━━━━━ Raw data

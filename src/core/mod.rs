//! Core types, anchor topology and constants for the positioning pipeline

pub mod constants;
pub mod topology;
pub mod types;

pub use constants::*;
pub use topology::AnchorTopology;
pub use types::*;
//! FTM Multilateration
//!
//! Indoor tag positioning from Wi-Fi Fine Timing Measurement ranges.
//! Readings from fixed anchors are aggregated into complete measurement
//! sets, queued, and solved in the background with a Levenberg-Marquardt
//! least-squares fit into an append-only position log.

pub mod core;
pub mod algorithms;
pub mod processing;
pub mod validation;
pub mod utils;
pub mod api;

// Re-export commonly used types
pub use crate::core::{Anchor, AnchorTopology, Measurement, MeasurementSet, Position};
pub use crate::algorithms::{LevenbergMarquardtSolver, MirrorSide, PositionSolver, Solution};
pub use crate::processing::{MeasurementAggregator, PositionLog, ReportParser, StopMode, WorkQueue, WorkerReport};
pub use crate::validation::{ErrorReporter, PositioningError};
pub use crate::utils::{ConfigError, SolverConfig, SystemConfig};
pub use crate::api::{ApiError, ApiResult, EngineStatus, OutputFormat, PositionFormatter, PositioningEngine, SubmitStatus};
use clap::Parser;
use ftm_multilateration::api::{ApiError, OutputFormat, PositionFormatter, PositioningEngine, SubmitStatus};
use ftm_multilateration::processing::{ReportParser, StopMode};
use ftm_multilateration::utils::SystemConfig;
use std::fs::File;
use std::io::{self, BufRead, BufReader};
use std::path::PathBuf;

/// Multilaterate tag positions from a stream of FTM range reports
#[derive(Parser, Debug)]
#[command(version)]
struct Args {
    /// JSON system configuration (anchors, thresholds, solver tuning)
    #[arg(long)]
    config: Option<PathBuf>,

    /// Range reports, one JSON object per line; stdin when omitted
    #[arg(long)]
    input: Option<PathBuf>,

    /// Output format for the position log: json, csv or text
    #[arg(long, default_value = "json")]
    format: OutputFormat,

    /// Pretty-print JSON output
    #[arg(long, default_value_t = false)]
    pretty: bool,

    /// Stop without solving sets still queued at end of input
    #[arg(long, default_value_t = false)]
    abandon: bool,

    /// Accept numeric fields given as strings
    #[arg(long, default_value_t = false)]
    lenient: bool,

    /// Write the effective configuration to this path and exit
    #[arg(long)]
    dump_config: Option<PathBuf>,
}

fn main() -> Result<(), Box<dyn std::error::Error>> {
    env_logger::Builder::from_env(env_logger::Env::default().default_filter_or("info")).init();
    let args = Args::parse();

    let config = match &args.config {
        Some(path) => SystemConfig::from_file(path)?,
        None => SystemConfig::default(),
    };

    if let Some(path) = &args.dump_config {
        config.save_to_file(path)?;
        log::info!("Configuration written to {}", path.display());
        return Ok(());
    }

    let engine = PositioningEngine::new(config)?;
    engine.start()?;

    let reader: Box<dyn BufRead> = match &args.input {
        Some(path) => Box::new(BufReader::new(File::open(path)?)),
        None => Box::new(BufReader::new(io::stdin())),
    };
    let parser = if args.lenient { ReportParser::lenient() } else { ReportParser::new() };

    let mut malformed = 0usize;
    for (idx, line) in reader.lines().enumerate() {
        let line = line?;
        if line.trim().is_empty() {
            continue;
        }

        let measurement = match parser.parse_measurement(&line) {
            Ok(m) => m,
            Err(e) => {
                malformed += 1;
                log::warn!("Skipping line {}: {}", idx + 1, e);
                continue;
            }
        };

        match engine.submit_measurement(measurement) {
            Ok(SubmitStatus::Dropped { sequence }) => {
                log::warn!("Set #{} dropped by the full work queue", sequence)
            }
            Ok(status) => log::debug!("Line {}: {:?}", idx + 1, status),
            Err(e @ ApiError::UnknownAnchor { .. }) => log::warn!("Line {}: {}", idx + 1, e),
            Err(e) => return Err(e.into()),
        }
    }

    let mode = if args.abandon { StopMode::Abandon } else { StopMode::Drain };
    let report = engine.stop(mode)?;
    log::info!(
        "Done: {} solved, {} invalid, {} diverged, {} abandoned, {} malformed line(s)",
        report.solved,
        report.invalid,
        report.diverged,
        report.abandoned,
        malformed
    );

    let mut formatter = PositionFormatter::new().with_format(args.format);
    if args.pretty {
        formatter = formatter.pretty();
    }
    let output = formatter.format_log(&engine.read_log())?;
    print!("{}", output);
    if args.format == OutputFormat::Json {
        println!();
    }

    Ok(())
}
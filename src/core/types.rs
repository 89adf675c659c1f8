//! Core data types for the positioning pipeline

use crate::algorithms::Solution;
use nalgebra::Vector3;
use serde::{Deserialize, Serialize};

/// Opaque anchor identifier (the anchor's MAC address in FTM deployments)
pub type AnchorId = String;

/// Cartesian coordinates in the room frame (meters)
#[derive(Debug, Clone, Copy, PartialEq, Default, Serialize, Deserialize)]
pub struct Coordinates {
    pub x: f64,
    pub y: f64,
    pub z: f64,
}

impl Coordinates {
    pub fn new(x: f64, y: f64, z: f64) -> Self {
        Self { x, y, z }
    }

    pub fn to_vector3(&self) -> Vector3<f64> {
        Vector3::new(self.x, self.y, self.z)
    }

    pub fn is_finite(&self) -> bool {
        self.x.is_finite() && self.y.is_finite() && self.z.is_finite()
    }
}

impl From<Vector3<f64>> for Coordinates {
    fn from(v: Vector3<f64>) -> Self {
        Self::new(v.x, v.y, v.z)
    }
}

/// Fixed ranging reference with known coordinates
#[derive(Debug, Clone, PartialEq, Serialize, Deserialize)]
pub struct Anchor {
    pub id: AnchorId,
    pub position: Coordinates,
}

impl Anchor {
    pub fn new(id: impl Into<AnchorId>, x: f64, y: f64, z: f64) -> Self {
        Self {
            id: id.into(),
            position: Coordinates::new(x, y, z),
        }
    }
}

/// Single range reading reported by one anchor
#[derive(Debug, Clone, PartialEq, Serialize, Deserialize)]
pub struct Measurement {
    pub anchor_id: AnchorId,
    pub distance_m: f64,
    pub timestamp_ms: i64,
}

impl Measurement {
    pub fn new(anchor_id: impl Into<AnchorId>, distance_m: f64, timestamp_ms: i64) -> Self {
        Self {
            anchor_id: anchor_id.into(),
            distance_m,
            timestamp_ms,
        }
    }
}

/// Immutable snapshot of a completed aggregation window.
///
/// `anchor_ids` follows the topology's canonical order and `distances` is
/// parallel to it.
#[derive(Debug, Clone, PartialEq, Serialize, Deserialize)]
pub struct MeasurementSet {
    /// Emission order assigned by the aggregator, starting at 1
    pub sequence: u64,
    pub anchor_ids: Vec<AnchorId>,
    pub distances: Vec<f64>,
    /// Timestamp of the oldest reading in the window
    pub opened_at_ms: i64,
    /// Timestamp of the reading that completed the window
    pub completed_at_ms: i64,
}

impl MeasurementSet {
    pub fn len(&self) -> usize {
        self.distances.len()
    }

    pub fn is_empty(&self) -> bool {
        self.distances.is_empty()
    }

    /// Distance reported by `anchor_id`, if it contributed to this set
    pub fn distance_for(&self, anchor_id: &str) -> Option<f64> {
        self.anchor_ids
            .iter()
            .position(|id| id == anchor_id)
            .map(|idx| self.distances[idx])
    }
}

/// Solved tag position with full provenance
#[derive(Debug, Clone, PartialEq, Serialize, Deserialize)]
pub struct Position {
    /// Sequence number of the measurement set this position was solved from
    pub sequence: u64,
    pub x: f64,
    pub y: f64,
    pub z: f64,
    /// Mean of |r_i| at the solution (meters); diagnostic only
    pub mean_absolute_residual: f64,
    pub anchor_ids: Vec<AnchorId>,
    pub distances: Vec<f64>,
    /// Wall-clock time of the solve (milliseconds since the Unix epoch)
    pub timestamp_ms: i64,
    /// Residual evaluations spent by the optimizer
    pub evaluations: usize,
}

impl Position {
    /// Attach provenance from `set` to a solver result
    pub fn from_solution(set: MeasurementSet, solution: &Solution, timestamp_ms: i64) -> Self {
        Self {
            sequence: set.sequence,
            x: solution.position.x,
            y: solution.position.y,
            z: solution.position.z,
            mean_absolute_residual: solution.mean_absolute_residual,
            anchor_ids: set.anchor_ids,
            distances: set.distances,
            timestamp_ms,
            evaluations: solution.evaluations,
        }
    }

    pub fn coordinates(&self) -> Coordinates {
        Coordinates::new(self.x, self.y, self.z)
    }

    pub fn to_vector3(&self) -> Vector3<f64> {
        Vector3::new(self.x, self.y, self.z)
    }
}
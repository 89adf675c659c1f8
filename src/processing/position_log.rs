//! Append-only record of solved positions

use crate::core::types::Position;
use std::sync::{RwLock, RwLockReadGuard, RwLockWriteGuard};

/// Ordered, append-only log. Insertion order is solve-completion order.
///
/// Readers take a shared lock and clone, so a snapshot is always a
/// consistent prefix of the appends made so far.
#[derive(Debug, Default)]
pub struct PositionLog {
    entries: RwLock<Vec<Position>>,
}

impl PositionLog {
    pub fn new() -> Self {
        Self::default()
    }

    fn read(&self) -> RwLockReadGuard<'_, Vec<Position>> {
        self.entries.read().unwrap_or_else(|poisoned| poisoned.into_inner())
    }

    fn write(&self) -> RwLockWriteGuard<'_, Vec<Position>> {
        self.entries.write().unwrap_or_else(|poisoned| poisoned.into_inner())
    }

    /// Append a position, returning its index in the log
    pub fn append(&self, position: Position) -> usize {
        let mut entries = self.write();
        entries.push(position);
        entries.len() - 1
    }

    pub fn snapshot(&self) -> Vec<Position> {
        self.read().clone()
    }

    /// Entries appended at or after `offset`, for incremental polling
    pub fn since(&self, offset: usize) -> Vec<Position> {
        self.read().iter().skip(offset).cloned().collect()
    }

    pub fn latest(&self) -> Option<Position> {
        self.read().last().cloned()
    }

    pub fn len(&self) -> usize {
        self.read().len()
    }

    pub fn is_empty(&self) -> bool {
        self.read().is_empty()
    }
}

━━━━━━━━━━

Search the entries for "since" and copy out each line that has it.

Written solution:
    /// Wall-clock time of the solve (milliseconds since the Unix epoch)
    pub fn since(&self, offset: usize) -> Vec<Position> {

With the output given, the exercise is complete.